Task item: Report the lines of the data below that contain the string "Architecture".

------ Extracted entries

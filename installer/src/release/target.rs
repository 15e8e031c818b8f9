//! The resolved download for one platform.

use crate::artefact::naming::BinaryName;
use crate::artefact::sha256_digest::Sha256Digest;
use crate::platform::{Architecture, OperatingSystem, Platform};
use crate::release::version::ReleaseVersion;

/// Everything needed to fetch and verify the archive for one platform.
///
/// Built from the release table at install time and dropped once the install
/// finishes; never persisted.
#[derive(Debug, Clone, PartialEq, Eq)]
pub struct ReleaseTarget {
    platform: Platform,
    version: ReleaseVersion,
    url: String,
    expected_checksum: Sha256Digest,
    binary: BinaryName,
}

impl ReleaseTarget {
    /// Assemble a target from validated parts.
    #[must_use]
    pub fn new(
        platform: Platform,
        version: ReleaseVersion,
        url: String,
        expected_checksum: Sha256Digest,
        binary: BinaryName,
    ) -> Self {
        Self {
            platform,
            version,
            url,
            expected_checksum,
            binary,
        }
    }

    /// Platform the archive was built for.
    #[must_use]
    pub fn platform(&self) -> Platform {
        self.platform
    }

    /// Operating system the archive was built for.
    #[must_use]
    pub fn operating_system(&self) -> OperatingSystem {
        self.platform.os
    }

    /// Architecture the archive was built for.
    #[must_use]
    pub fn architecture(&self) -> Architecture {
        self.platform.arch
    }

    /// Release version.
    #[must_use]
    pub fn version(&self) -> &ReleaseVersion {
        &self.version
    }

    /// Download URL of the archive.
    #[must_use]
    pub fn url(&self) -> &str {
        &self.url
    }

    /// Digest the downloaded archive must match.
    #[must_use]
    pub fn expected_checksum(&self) -> &Sha256Digest {
        &self.expected_checksum
    }

    /// Name of the executable inside the archive and in the bin directory.
    #[must_use]
    pub fn binary(&self) -> &BinaryName {
        &self.binary
    }
}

------------

Solution:
use crate::platform::{Architecture, OperatingSystem, Platform};
    /// Architecture the archive was built for.
    pub fn architecture(&self) -> Architecture {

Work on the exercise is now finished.